- Born: Alan Fernand Badel 11 September 1923 Rusholme, Manchester, Lancashire, England
- Died: 19 March 1982 (aged 58) Chichester, Sussex, England
- Years active: 1952–82
- Spouse: Yvonne Owen ​(m. 1942)​
- Children: Sarah Badel

= Alan Badel =

English actor (1923–1982)

Alan Fernand Badel (/bəˈdɛl/; 11 September 1923 – 19 March 1982) was an English actor who appeared frequently on stage, in film, on radio and on television.

==Early life==
Badel was born in Rusholme, Manchester, and educated at Burnage High School. He fought in France and Germany during the Second World War, serving as a paratrooper on D-Day. He partially lost his hearing when a shell exploded near him.

==Career==
Badel's earliest film role was as John the Baptist in the Rita Hayworth version of Salome (1953), a version in which the story was altered to make Salome a Christian convert who dances for Herod in order to save John rather than have him condemned to death.

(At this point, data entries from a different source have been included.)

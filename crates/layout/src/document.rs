use crate::section::Band;
use pagecast_types::{Rect, Size};

/// A band positioned on a page, in points from the page's top-left corner.
#[derive(Debug, Clone, PartialEq)]
pub struct PlacedImage {
    pub rect: Rect,
    pub band: Band,
}

/// One fixed-size page and the images drawn on it, in placement order.
#[derive(Debug, Clone, Default, PartialEq)]
pub struct Page {
    pub images: Vec<PlacedImage>,
}

impl Page {
    pub fn is_blank(&self) -> bool {
        self.images.is_empty()
    }
}

/// The assembled, paginated export.
///
/// A document always has at least one page, so an export with no sections still yields a
/// single blank page. Only the compositor appends to it; consumers see it read-only.
#[derive(Debug, Clone, PartialEq)]
pub struct Document {
    page_size: Size,
    pages: Vec<Page>,
}

impl Document {
    pub fn new(page_size: Size) -> Self {
        Self {
            page_size,
            pages: vec![Page::default()],
        }
    }

    pub fn page_size(&self) -> Size {
        self.page_size
    }

    pub fn pages(&self) -> &[Page] {
        &self.pages
    }

    pub fn page_count(&self) -> usize {
        self.pages.len()
    }

    /// Number of placed images across all pages.
    pub fn image_count(&self) -> usize {
        self.pages.iter().map(|p| p.images.len()).sum()
    }

    pub fn placed_images(&self) -> impl Iterator<Item = (usize, &PlacedImage)> {
        self.pages
            .iter()
            .enumerate()
            .flat_map(|(index, page)| page.images.iter().map(move |image| (index, image)))
    }

    pub(crate) fn push_page(&mut self) -> usize {
        self.pages.push(Page::default());
        self.pages.len() - 1
    }

    /// Appends `image` to the last page and returns that page's index.
    pub(crate) fn place(&mut self, image: PlacedImage) -> usize {
        if self.pages.is_empty() {
            self.pages.push(Page::default());
        }
        let index = self.pages.len() - 1;
        self.pages[index].images.push(image);
        index
    }
}

#[cfg(test)]
mod tests {
    use super::*;

    #[test]
    fn new_document_has_one_blank_page() {
        let document = Document::new(Size::a4());
        assert_eq!(document.page_count(), 1);
        assert!(document.pages()[0].is_blank());
        assert_eq!(document.image_count(), 0);
        assert_eq!(document.page_size(), Size::new(595.0, 842.0));
    }
}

He portrayed Richard Wagner in Magic Fire (1955), a biopic about the composer. He also played the role of Karl Denny, the impresario, in the film Bitter Harvest (1963). Around the same time he played opposite Vivien Merchant in a television version of Harold Pinter's play The Lover (also 1963) and as Edmond Dantès in a BBC television adaptation of Alexandre Dumas' The Count of Monte Cristo (1964).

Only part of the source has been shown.